With the SWPU coating treatment, the wettability of glass fiber filled with flame-retardant agents could be significantly affected, which is a key factor for resin impregnation during composite manufacture. Therefore, in order to achieve better fire-retardant and mechanical properties, it is necessary to study the interface between the flame-retardant veil and CF. Meanwhile, the morphology of polyurethane coating has a great influence on the bonding between fiber and matrix and the good interaction between fiber and matrix.

As is explicitly demonstrated in Figure 2(a), the contact angle of liquid epoxy resin on the glass fiber veil was presented.
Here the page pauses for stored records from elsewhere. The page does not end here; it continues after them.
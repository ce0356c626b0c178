//! Events crossing the bus.

use serde::{Deserialize, Serialize};

use crate::id::{LeaseId, OrderId};
use crate::manifest::ManifestGroup;
use crate::resource::GroupSpec;

/// Deployment health as observed by the cluster monitor.
#[derive(Debug, Clone, Copy, PartialEq, Eq, Serialize, Deserialize)]
pub enum DeploymentStatus {
    Pending,
    Deployed,
}

/// Everything published on the in-process event bus. Chain listeners
/// publish order/lease events; internal components publish the rest.
#[derive(Debug, Clone, PartialEq)]
pub enum Event {
    /// An order was opened on chain.
    OrderCreated { order_id: OrderId },
    /// An order closed before a lease was created.
    OrderClosed { order_id: OrderId },
    /// A lease was created on chain (for any provider).
    LeaseCreated { lease_id: LeaseId, price: u64 },
    /// A lease closed on chain.
    LeaseClosed { lease_id: LeaseId },
    /// This provider won a lease; the reservation converts into a
    /// live deployment.
    LeaseWon {
        lease_id: LeaseId,
        group: GroupSpec,
        price: u64,
    },
    /// A validated manifest has been paired with a won lease and
    /// on-chain deployment data.
    ManifestReceived {
        lease_id: LeaseId,
        group: ManifestGroup,
    },
    /// Deployment health status from the cluster monitor.
    ClusterDeployment {
        lease_id: LeaseId,
        group_name: String,
        status: DeploymentStatus,
    },
    /// Request to withdraw earned funds for a lease.
    LeaseWithdraw { lease_id: LeaseId },
    /// Start watching a lease's escrow funding.
    LeaseAddFundsMonitor { lease_id: LeaseId },
    /// Stop watching a lease's escrow funding.
    LeaseRemoveFundsMonitor { lease_id: LeaseId },
}
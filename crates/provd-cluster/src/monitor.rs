//! Per-lease health monitor.
//!
//! Started by the deployment manager once a deploy completes. Polls the
//! backend for per-service availability on a jittered cadence, publishes
//! pending/deployed status events, and closes the lease on chain when a
//! deployment stays unhealthy past the retry budget.

use std::sync::Arc;
use std::time::Duration;

use rand::Rng;
use tokio::sync::watch;
use tokio::task::JoinHandle;
use tokio::time::Instant;
use tracing::{debug, error, info, warn};

use provd_chain::Session;
use provd_pubsub::Bus;
use provd_types::{DeploymentStatus, Event, LeaseId, ManifestGroup};

use crate::client::{ClusterClient, ClusterError, LeaseStatus};
use crate::config::ClusterConfig;

pub(crate) struct Monitor {
    lease_id: LeaseId,
    group: ManifestGroup,
    client: Arc<dyn ClusterClient>,
    session: Session,
    bus: Bus,
    config: ClusterConfig,
    shutdown: watch::Receiver<bool>,
}

impl Monitor {
    pub(crate) fn spawn(
        lease_id: LeaseId,
        group: ManifestGroup,
        client: Arc<dyn ClusterClient>,
        session: Session,
        bus: Bus,
        config: ClusterConfig,
        shutdown: watch::Receiver<bool>,
    ) -> JoinHandle<()> {
        let monitor = Self {
            lease_id,
            group,
            client,
            session,
            bus,
            config,
            shutdown,
        };
        tokio::spawn(monitor.run())
    }

    async fn run(mut self) {
        info!(lease_id = %self.lease_id, "deployment monitor starting");

        let mut attempts: u32 = 0;
        // First check runs on the healthcheck cadence; the retry
        // cadence only applies after an unhealthy result.
        let mut next = Instant::now()
            + jittered(
                self.config.monitor_healthcheck_period,
                self.config.monitor_healthcheck_jitter,
            );
        let mut check: Option<JoinHandle<Result<LeaseStatus, ClusterError>>> = None;

        loop {
            tokio::select! {
                _ = self.shutdown.changed() => break,

                _ = tokio::time::sleep_until(next), if check.is_none() => {
                    let client = self.client.clone();
                    let lease_id = self.lease_id.clone();
                    check = Some(tokio::spawn(async move {
                        client.lease_status(&lease_id).await
                    }));
                }

                res = async { check.as_mut().expect("check in flight").await }, if check.is_some() => {
                    check = None;
                    let healthy = match res {
                        Ok(Ok(status)) => self.is_healthy(&status),
                        Ok(Err(err)) => {
                            warn!(lease_id = %self.lease_id, %err, "lease status check failed");
                            false
                        }
                        Err(err) => {
                            error!(lease_id = %self.lease_id, %err, "lease status task panicked");
                            false
                        }
                    };

                    if healthy {
                        attempts = 0;
                        self.publish(DeploymentStatus::Deployed);
                        next = Instant::now()
                            + jittered(
                                self.config.monitor_healthcheck_period,
                                self.config.monitor_healthcheck_jitter,
                            );
                    } else {
                        attempts += 1;
                        self.publish(DeploymentStatus::Pending);
                        if attempts > self.config.monitor_max_retries {
                            warn!(
                                lease_id = %self.lease_id,
                                attempts,
                                "deployment never became healthy, closing lease"
                            );
                            if let Err(err) =
                                self.session.tx().close_lease(&self.lease_id).await
                            {
                                error!(lease_id = %self.lease_id, %err, "close lease failed");
                            }
                            break;
                        }
                        next = Instant::now()
                            + jittered(
                                self.config.monitor_retry_period,
                                self.config.monitor_retry_jitter,
                            );
                    }
                }
            }
        }

        if let Some(check) = check {
            check.abort();
        }
        debug!(lease_id = %self.lease_id, "deployment monitor stopped");
    }

    /// Healthy means every declared service reports at least its
    /// target replica count available. A missing service is a
    /// shortfall.
    fn is_healthy(&self, status: &LeaseStatus) -> bool {
        self.group.services.iter().all(|service| {
            status
                .services
                .get(&service.name)
                .map(|s| s.available >= service.count)
                .unwrap_or(false)
        })
    }

    fn publish(&self, status: DeploymentStatus) {
        let result = self.bus.publish(Event::ClusterDeployment {
            lease_id: self.lease_id.clone(),
            group_name: self.group.name.clone(),
            status,
        });
        if let Err(err) = result {
            warn!(lease_id = %self.lease_id, %err, "status publish failed");
        }
    }
}

pub(crate) fn jittered(period: Duration, jitter: Duration) -> Duration {
    if jitter.is_zero() {
        return period;
    }
    period + rand::thread_rng().gen_range(Duration::ZERO..jitter)
}

#[cfg(test)]
mod tests {
    use super::*;
    use crate::mock::MockCluster;
    use provd_chain::mock::MockChain;
    use provd_chain::{ProviderInfo, Session};
    use provd_types::{OrderId, ResourceUnits, Service};

    fn lease() -> LeaseId {
        LeaseId {
            order: OrderId {
                owner: "owner".to_string(),
                dseq: 1,
                gseq: 1,
                oseq: 1,
            },
            provider: "provider".to_string(),
        }
    }

    fn group() -> ManifestGroup {
        ManifestGroup {
            name: "web".to_string(),
            services: vec![Service {
                name: "api".to_string(),
                image: "registry/api:1".to_string(),
                args: Vec::new(),
                env: Vec::new(),
                resources: ResourceUnits {
                    cpu_millis: 100,
                    memory_bytes: 1 << 20,
                    storage_bytes: 0,
                    endpoints: 0,
                },
                count: 2,
                expose: Vec::new(),
            }],
        }
    }

    fn session(chain: Arc<MockChain>) -> Session {
        Session::new(
            ProviderInfo {
                address: "provider".to_string(),
                attributes: Vec::new(),
            },
            chain.clone(),
            chain,
        )
    }

    fn fast_config() -> ClusterConfig {
        ClusterConfig {
            monitor_healthcheck_period: Duration::from_millis(10),
            monitor_healthcheck_jitter: Duration::ZERO,
            monitor_retry_period: Duration::from_millis(5),
            monitor_retry_jitter: Duration::ZERO,
            monitor_max_retries: 3,
            ..ClusterConfig::default()
        }
    }

    #[tokio::test]
    async fn healthy_lease_publishes_deployed() {
        let cluster = Arc::new(MockCluster::new());
        cluster.set_lease_status(lease(), &[("api", 2, 2)]);
        let chain = Arc::new(MockChain::new());
        let bus = Bus::new();
        let mut sub = bus.subscribe().await.unwrap();
        let (stop_tx, stop_rx) = watch::channel(false);

        let handle = Monitor::spawn(
            lease(),
            group(),
            cluster,
            session(chain),
            bus.clone(),
            fast_config(),
            stop_rx,
        );

        let ev = tokio::time::timeout(Duration::from_secs(1), sub.recv())
            .await
            .unwrap()
            .unwrap();
        assert_eq!(
            ev,
            Event::ClusterDeployment {
                lease_id: lease(),
                group_name: "web".to_string(),
                status: DeploymentStatus::Deployed,
            }
        );

        stop_tx.send(true).unwrap();
        handle.await.unwrap();
    }

    #[tokio::test]
    async fn replica_shortfall_publishes_pending() {
        let cluster = Arc::new(MockCluster::new());
        cluster.set_lease_status(lease(), &[("api", 1, 2)]);
        let chain = Arc::new(MockChain::new());
        let bus = Bus::new();
        let mut sub = bus.subscribe().await.unwrap();
        let (stop_tx, stop_rx) = watch::channel(false);

        let handle = Monitor::spawn(
            lease(),
            group(),
            cluster,
            session(chain),
            bus.clone(),
            fast_config(),
            stop_rx,
        );

        let ev = tokio::time::timeout(Duration::from_secs(1), sub.recv())
            .await
            .unwrap()
            .unwrap();
        assert_eq!(
            ev,
            Event::ClusterDeployment {
                lease_id: lease(),
                group_name: "web".to_string(),
                status: DeploymentStatus::Pending,
            }
        );

        stop_tx.send(true).unwrap();
        handle.await.unwrap();
    }

    #[tokio::test]
    async fn retry_budget_exhaustion_closes_lease() {
        let cluster = Arc::new(MockCluster::new());
        // No scripted status: every check is unhealthy.
        let chain = Arc::new(MockChain::new());
        let bus = Bus::new();
        let (_stop_tx, stop_rx) = watch::channel(false);

        let handle = Monitor::spawn(
            lease(),
            group(),
            cluster,
            session(chain.clone()),
            bus.clone(),
            fast_config(),
            stop_rx,
        );

        // Monitor stops on its own after exhausting retries.
        tokio::time::timeout(Duration::from_secs(5), handle)
            .await
            .unwrap()
            .unwrap();

        let broadcasts = chain.broadcasts();
        assert!(broadcasts
            .iter()
            .any(|b| matches!(b, provd_chain::mock::Broadcast::CloseLease(id) if *id == lease())));
    }

    #[tokio::test]
    async fn first_check_runs_on_healthcheck_cadence() {
        let cluster = Arc::new(MockCluster::new());
        cluster.set_lease_status(lease(), &[("api", 2, 2)]);
        let chain = Arc::new(MockChain::new());
        let bus = Bus::new();
        let mut sub = bus.subscribe().await.unwrap();
        let (stop_tx, stop_rx) = watch::channel(false);

        let config = ClusterConfig {
            monitor_healthcheck_period: Duration::from_millis(300),
            monitor_healthcheck_jitter: Duration::ZERO,
            monitor_retry_period: Duration::from_millis(5),
            monitor_retry_jitter: Duration::ZERO,
            monitor_max_retries: 3,
            ..ClusterConfig::default()
        };
        let handle = Monitor::spawn(
            lease(),
            group(),
            cluster,
            session(chain),
            bus.clone(),
            config,
            stop_rx,
        );

        // No check fires on the (much shorter) retry cadence.
        assert!(tokio::time::timeout(Duration::from_millis(150), sub.recv())
            .await
            .is_err());

        let ev = tokio::time::timeout(Duration::from_secs(1), sub.recv())
            .await
            .unwrap()
            .unwrap();
        assert!(matches!(
            ev,
            Event::ClusterDeployment {
                status: DeploymentStatus::Deployed,
                ..
            }
        ));

        stop_tx.send(true).unwrap();
        handle.await.unwrap();
    }

    #[tokio::test]
    async fn healthy_check_resets_retry_budget() {
        let cluster = Arc::new(MockCluster::new());
        cluster.set_lease_status(lease(), &[("api", 2, 2)]);
        let chain = Arc::new(MockChain::new());
        let bus = Bus::new();
        let mut sub = bus.subscribe().await.unwrap();
        let (stop_tx, stop_rx) = watch::channel(false);

        let handle = Monitor::spawn(
            lease(),
            group(),
            cluster,
            session(chain.clone()),
            bus.clone(),
            fast_config(),
            stop_rx,
        );

        // Several healthy cycles pass without the monitor closing the
        // lease.
        for _ in 0..5 {
            let ev = tokio::time::timeout(Duration::from_secs(1), sub.recv())
                .await
                .unwrap()
                .unwrap();
            assert!(matches!(
                ev,
                Event::ClusterDeployment {
                    status: DeploymentStatus::Deployed,
                    ..
                }
            ));
        }
        assert!(chain.broadcasts().is_empty());

        stop_tx.send(true).unwrap();
        handle.await.unwrap();
    }
}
Compared with the unmodified glass fiber veil, the contact angle of resin for the modified glass fiber veil was increased with the increase of polyurethane content. For the moment when the resin contacted the fiber veil, the contact angle was increased from 119.5° to 135.6°, when the concentration of SWPU was increased from 0% to 8%, and the increase for contact angle from 29.3° to 44.3° was observed after the resin was soaked for 10 s, and the data are shown in Table 1. The reason for this change is the introduction of a large number of siloxane and oxygen-containing groups, and the enrichment of new carbonyl functional groups on the glass fiber surface.²⁴ Under the condition of external extrusion, the direct interface stability of SWPU coating and resin is better, which can maximize the structural toughness of SWPU. The improvement of the toughness of the fiber veil and the increase of interface binding force can effectively improve the structural stability of composite materials.^25,26

Figure 2.

The structure characterization of: (a) water contact angle; (b) Fourier transform infrared (FTIR) of glass fiber veil; and the X-ray photoelectron spectroscopy (XPS) patterns of (c) fiberglass contact angle with resin; (d) C 1 s and O 1 s of XPS.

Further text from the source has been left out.